Is It Time for the Dolans to Sell the Indians?


Fans tend to disagree quite a bit when it comes to decisions surrounding their favorite teams. It doesn’t even matter what the topic is or what part of the team it pertains to. If there’s an opinion to be had on something, you’re sure to hear a million of them. After all, that’s what fans do. We think we know what’s best for our teams even at times when we probably don’t.

David Richard-US PRESSWIRE

However, there is one topic of discussion among fans of the Cleveland Indians that seems to draw the unified opinion regardless of age, race, gender, creed, or even political party. The response stirs up so much anger and hatred that one begins to wonder how the situation could ever improve itself enough to reverse everyone’s unified opinion. But what exactly is this topic that gets a Tribe fan’s blood pumping like none other? It’s a pretty simple question, at least on the surface: Should the Dolans sell the Indians?

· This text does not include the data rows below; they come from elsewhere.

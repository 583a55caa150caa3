/// Strict majority of the owners present at evaluation time.
///
/// Confirmations are counted as recorded, including those left by owners who
/// have since been removed.
pub fn is_satisfied(confirmations: u32, owner_count: u32) -> bool {
    2 * u64::from(confirmations) > u64::from(owner_count)
}

pub fn required_confirmations(owner_count: u32) -> u32 {
    owner_count / 2 + 1
}
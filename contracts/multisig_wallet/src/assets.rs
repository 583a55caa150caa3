//! Moves custody assets out of the wallet.
//!
//! Native currency goes through the Stellar Asset Contract configured at
//! initialization, fungible tokens through the standard token interface, and
//! non-fungible tokens through [`NonFungibleToken`]. A failing call surfaces as
//! [`MultisigError::TransferFailed`].

use soroban_sdk::{contractclient, token, Address, Env};

use crate::errors::MultisigError;
use crate::types::DataKey;

/// Minimal interface the wallet needs from a non-fungible token contract.
///
/// Implementations that notify contract recipients on `transfer` may call back
/// into the wallet; the host rejects re-entry and the proposal is already
/// marked executed by then.
#[contractclient(name = "NonFungibleTokenClient")]
pub trait NonFungibleToken {
    fn owner_of(env: Env, token_id: u128) -> Address;
    fn transfer(env: Env, from: Address, to: Address, token_id: u128);
}

pub enum AssetTransfer<'a> {
    Native {
        to: &'a Address,
        amount: i128,
    },
    Fungible {
        token: &'a Address,
        to: &'a Address,
        amount: i128,
    },
    /// Spends an allowance granted by `from` to the wallet.
    FungibleFrom {
        token: &'a Address,
        from: &'a Address,
        to: &'a Address,
        amount: i128,
    },
    NonFungible {
        token: &'a Address,
        to: &'a Address,
        token_id: u128,
    },
}

pub fn native_token(env: &Env) -> Result<Address, MultisigError> {
    env.storage()
        .instance()
        .get(&DataKey::NativeToken)
        .ok_or(MultisigError::NotInitialized)
}

pub fn native_balance(env: &Env) -> Result<i128, MultisigError> {
    let native = native_token(env)?;
    Ok(token::Client::new(env, &native).balance(&env.current_contract_address()))
}

/// Pulls `amount` of native currency from `sender` into custody.
pub fn receive_native(env: &Env, sender: &Address, amount: i128) -> Result<(), MultisigError> {
    let native = native_token(env)?;
    let client = token::Client::new(env, &native);
    settle(client.try_transfer(sender, &env.current_contract_address(), &amount))
}

pub fn transfer(env: &Env, transfer: AssetTransfer) -> Result<(), MultisigError> {
    let custody = env.current_contract_address();

    match transfer {
        AssetTransfer::Native { to, amount } => {
            if amount == 0 {
                return Ok(());
            }
            let native = native_token(env)?;
            let client = token::Client::new(env, &native);
            settle(client.try_transfer(&custody, to, &amount))
        }
        AssetTransfer::Fungible { token, to, amount } => {
            if amount == 0 {
                return Ok(());
            }
            let client = token::Client::new(env, token);
            settle(client.try_transfer(&custody, to, &amount))
        }
        AssetTransfer::FungibleFrom {
            token,
            from,
            to,
            amount,
        } => {
            let client = token::Client::new(env, token);
            settle(client.try_transfer_from(&custody, from, to, &amount))
        }
        AssetTransfer::NonFungible {
            token,
            to,
            token_id,
        } => {
            let client = NonFungibleTokenClient::new(env, token);
            settle(client.try_transfer(&custody, to, &token_id))
        }
    }
}

fn settle<T, C, E, I>(outcome: Result<Result<T, C>, Result<E, I>>) -> Result<(), MultisigError> {
    match outcome {
        Ok(Ok(_)) => Ok(()),
        _ => Err(MultisigError::TransferFailed),
    }
}
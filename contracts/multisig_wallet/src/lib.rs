#![no_std]

mod assets;
mod batch;
mod errors;
mod events;
mod multisig;
mod owners;
mod proposals;
mod quorum;
mod types;

pub use assets::{NonFungibleToken, NonFungibleTokenClient};
pub use errors::MultisigError;
pub use events::*;
pub use multisig::*;
pub use types::{BatchLeg, CallPayload, Confirmation, Proposal, ProposalKind};
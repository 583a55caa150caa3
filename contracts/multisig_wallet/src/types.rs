use soroban_sdk::{contracttype, xdr::FromXdr, Address, Bytes, Env, Symbol, Val, Vec};

use crate::errors::MultisigError;

#[contracttype]
#[derive(Clone)]
pub enum DataKey {
    Initialized,
    Owners,
    NativeToken,
    ProposalCount,
    Proposal(u64),
    Confirmations(u64),
}

/// Numbering is part of the event ABI; do not reorder.
#[contracttype]
#[derive(Copy, Clone, Debug, Eq, PartialEq)]
#[repr(u32)]
pub enum ProposalKind {
    NativeTransfer = 0,
    FungibleTransfer = 1,
    NonFungibleTransfer = 2,
    AddOwner = 3,
    RemoveOwner = 4,
    BatchTransfer = 5,
    Other = 6,
    FungibleTransferFrom = 7,
}

#[contracttype]
#[derive(Clone, Debug, Eq, PartialEq)]
pub struct Proposal {
    pub index: u64,
    pub kind: ProposalKind,
    pub target: Address,
    pub value: i128,
    pub token_address: Option<Address>,
    /// Token amount, or the NFT id for non-fungible transfers. Ids above
    /// [`MAX_TOKEN_ID`] cannot be stored and are rejected with `InvalidAmount`.
    pub amount_or_token_id: i128,
    pub proposer: Address,
    pub payload: Bytes,
    pub executed: bool,
    pub created_at: u64,
}

#[contracttype]
#[derive(Clone, Debug, Eq, PartialEq)]
pub struct Confirmation {
    pub owner: Address,
    pub confirmed_at: u64,
}

/// Largest NFT id a proposal can carry.
pub const MAX_TOKEN_ID: u128 = i128::MAX as u128;

/// One transfer inside a batch proposal.
///
/// The asset is inferred from the fields: no `token_address` moves native
/// currency, a token with a positive `value` moves fungible units, and a token
/// with a zero `value` moves the non-fungible `token_id` (at most
/// [`MAX_TOKEN_ID`]). A zero-unit fungible leg cannot be expressed.
#[contracttype]
#[derive(Clone, Debug, Eq, PartialEq)]
pub struct BatchLeg {
    pub recipient: Address,
    pub token_address: Option<Address>,
    pub value: i128,
    pub token_id: u128,
}

/// Payload of an `Other` proposal: the function to invoke on the target.
#[contracttype]
#[derive(Clone)]
pub struct CallPayload {
    pub function: Symbol,
    pub args: Vec<Val>,
}

/// Decodes an XDR-encoded proposal payload. An empty payload never decodes.
pub fn decode_payload<T: FromXdr>(env: &Env, payload: &Bytes) -> Result<T, MultisigError> {
    if payload.is_empty() {
        return Err(MultisigError::MalformedPayload);
    }
    T::from_xdr(env, payload).map_err(|_| MultisigError::MalformedPayload)
}
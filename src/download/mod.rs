use std::path::{Path, PathBuf};
use std::time::Duration;

use futures_util::StreamExt;
use futures_util::stream::FuturesUnordered;
use log::{debug, info, warn};
use reqwest::Client;
use tokio::fs::File;
use tokio::io::AsyncWriteExt;

use crate::env::RELEASES_FILE;
use crate::error::{UpdateError, UpdateResult};
use crate::manifest::{self, PackageVersion, ReleaseEntry};
use crate::planner::UpdateInfo;
use crate::util::{RetryPolicy, sha1_hex_of_file};

pub const DEFAULT_PARALLELISM: usize = 4;

/// Where a release channel lives: an HTTP endpoint or a plain folder.
#[derive(Clone, Debug)]
pub enum UpdateSource {
    Http(String),
    LocalDir(PathBuf),
}

impl UpdateSource {
    pub fn from_location(location: &str) -> Self {
        if location.starts_with("http://") || location.starts_with("https://") {
            Self::Http(location.trim_end_matches('/').to_owned())
        } else {
            Self::LocalDir(PathBuf::from(location))
        }
    }
}

/// Fetches manifests and planned package artifacts with bounded parallelism
/// and content-addressed verification.
pub struct Downloader {
    client: Client,
    parallelism: usize,
    retry: RetryPolicy,
}

impl Default for Downloader {
    fn default() -> Self {
        Self::new()
    }
}

impl Downloader {
    pub fn new() -> Self {
        let client = Client::builder()
            .timeout(Duration::from_secs(30 * 60))
            .build()
            .unwrap_or_else(|err| {
                warn!("download: falling back to default HTTP client configuration ({err})");
                Client::new()
            });
        Self {
            client,
            parallelism: DEFAULT_PARALLELISM,
            retry: RetryPolicy::network(),
        }
    }

    pub fn with_parallelism(mut self, parallelism: usize) -> Self {
        self.parallelism = parallelism.max(1);
        self
    }

    /// Fetch the channel manifest. A missing or corrupt remote manifest
    /// degrades to an empty list; for a local folder channel without a
    /// `RELEASES` file the manifest is synthesized from the packages present.
    pub async fn fetch_release_entries(
        &self,
        source: &UpdateSource,
        package_id: Option<&str>,
        local_version: Option<&PackageVersion>,
    ) -> UpdateResult<Vec<ReleaseEntry>> {
        match source {
            UpdateSource::Http(base) => {
                let url = releases_url(base, package_id, local_version);
                debug!("download: fetching manifest from {url}");
                let text = self.fetch_text_with_case_fallback(&url).await?;
                Ok(manifest::parse(&text))
            }
            UpdateSource::LocalDir(dir) => {
                let path = dir.join(RELEASES_FILE);
                match tokio::fs::read_to_string(&path).await {
                    Ok(text) => Ok(manifest::parse(&text)),
                    Err(_) => synthesize_release_entries(dir),
                }
            }
        }
    }

    /// Single-file fetch used for the manifest itself: one retry with a
    /// lowercased URL absorbs feeds published behind case-mangling hosts,
    /// then the failure propagates.
    pub async fn fetch_text_with_case_fallback(&self, url: &str) -> UpdateResult<String> {
        match self.fetch_text(url).await {
            Ok(text) => Ok(text),
            Err(err) => {
                let lowered = url.to_lowercase();
                warn!("download: {url} failed ({err}); retrying as {lowered}");
                self.fetch_text(&lowered).await
            }
        }
    }

    /// Download every artifact in the plan into the plan's package directory,
    /// verifying size and SHA1 per entry. `on_bytes(done, total)` is called
    /// as entries complete. On the first failure, siblings already in flight
    /// are driven to completion but nothing queued behind them is started;
    /// the failure is then surfaced.
    pub async fn fetch_packages(
        &self,
        plan: &UpdateInfo,
        source: &UpdateSource,
        mut on_bytes: impl FnMut(u64, u64),
    ) -> UpdateResult<Vec<PathBuf>> {
        let entries = plan.releases_to_apply();
        let dest_dir = plan.package_directory().to_owned();
        tokio::fs::create_dir_all(&dest_dir).await?;

        let total: u64 = entries.iter().map(ReleaseEntry::filesize).sum();
        let mut done: u64 = 0;
        on_bytes(0, total);

        let mut results: Vec<Option<PathBuf>> = vec![None; entries.len()];
        let mut first_failure: Option<UpdateError> = None;

        // Futures are inert until polled; only those moved into the in-flight
        // set run.
        let mut queue = entries
            .iter()
            .enumerate()
            .map(|(index, entry)| {
                let dest_dir = dest_dir.clone();
                async move {
                    let outcome = self.fetch_one(entry, source, &dest_dir).await;
                    (index, entry, outcome)
                }
            })
            .collect::<Vec<_>>()
            .into_iter();
        let mut in_flight: FuturesUnordered<_> =
            queue.by_ref().take(self.parallelism).collect();

        while let Some((index, entry, outcome)) = in_flight.next().await {
            match outcome {
                Ok(path) => {
                    done += entry.filesize();
                    on_bytes(done, total);
                    results[index] = Some(path);
                }
                Err(err) => {
                    warn!("download: {} failed: {err}", entry.filename());
                    if first_failure.is_none() {
                        first_failure = Some(err);
                    }
                }
            }
            if first_failure.is_none()
                && let Some(next) = queue.next()
            {
                in_flight.push(next);
            }
        }

        if let Some(err) = first_failure {
            return Err(err);
        }
        Ok(results.into_iter().flatten().collect())
    }

    async fn fetch_one(
        &self,
        entry: &ReleaseEntry,
        source: &UpdateSource,
        dest_dir: &Path,
    ) -> UpdateResult<PathBuf> {
        let dest = dest_dir.join(entry.filename());

        if verify_entry(&dest, entry).is_ok() {
            info!("download: cache hit for {}", entry.filename());
            return Ok(dest);
        }
        // Stale or partial leftover from an interrupted run.
        if dest.exists() {
            debug!("download: removing stale partial {}", dest.display());
            tokio::fs::remove_file(&dest).await?;
        }

        match source {
            UpdateSource::Http(base) => {
                let url = entry_url(base, entry);
                self.retry
                    .run(entry.filename(), || self.download_to_path(&url, &dest))
                    .await?;
            }
            UpdateSource::LocalDir(dir) => {
                tokio::fs::copy(dir.join(entry.filename()), &dest).await?;
            }
        }

        if let Err(err) = verify_entry(&dest, entry) {
            let _ = tokio::fs::remove_file(&dest).await;
            return Err(err);
        }
        info!("download: completed {}", entry.filename());
        Ok(dest)
    }

    async fn fetch_text(&self, url: &str) -> UpdateResult<String> {
        let response = self.client.get(url).send().await?;
        let status = response.status();
        if !status.is_success() {
            return Err(UpdateError::ServerStatus {
                status: status.as_u16(),
                url: url.to_owned(),
            });
        }
        Ok(response.text().await?)
    }

    async fn download_to_path(&self, url: &str, dest: &Path) -> UpdateResult<()> {
        let response = self.client.get(url).send().await?;
        let status = response.status();
        if !status.is_success() {
            return Err(UpdateError::ServerStatus {
                status: status.as_u16(),
                url: url.to_owned(),
            });
        }

        let mut file = File::create(dest).await?;
        let mut stream = response.bytes_stream();
        while let Some(chunk) = stream.next().await {
            let chunk = chunk?;
            file.write_all(&chunk).await?;
        }
        file.flush().await?;
        Ok(())
    }
}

Ask the average Indians fan about their opinion of the Dolans’ ownership and you’re sure to get the same general sentiment across the board. Most fans can’t stand how they’ve chosen to operate the team, they despise the people put in leadership roles, and they would rather spend their money elsewhere than place another dollar in their pockets. (This isn’t to say that this sentiment is necessarily correct, but there’s no denying its pervasiveness.)

If you think I’m kidding, tune in to any local sports talk show when the topic of the Dolans comes up. Go read the comments in any Tribe forum or Cleveland.com. You can even take a look at this year’s attendance figures. What better way to stick it to ownership than to say, “We don’t believe in you or the product you’re putting on the field” then by simply not showing up? There’s even a new website that popped up last week, www.dolansmustsell.com.

Things have gotten so bad that even the players have begun speaking out against ownership and how they’ve chosen to run the team. Chris Perez’s comments concerning the Dolans and the front office, while completely out of line, echo the ever-growing sentiment of the fans. We see what’s wrong with this team and it drives us crazy from the outside looking in. Imagine actually being on the inside.

But, that dismisses the question. It doesn’t get to the core of the issue. The question isn’t, “Do you want the Dolans to sell the team?” The real question is, “Should they sell the team?” I don’t believe I’m being reactionary or overly subjective when I say yes, they should.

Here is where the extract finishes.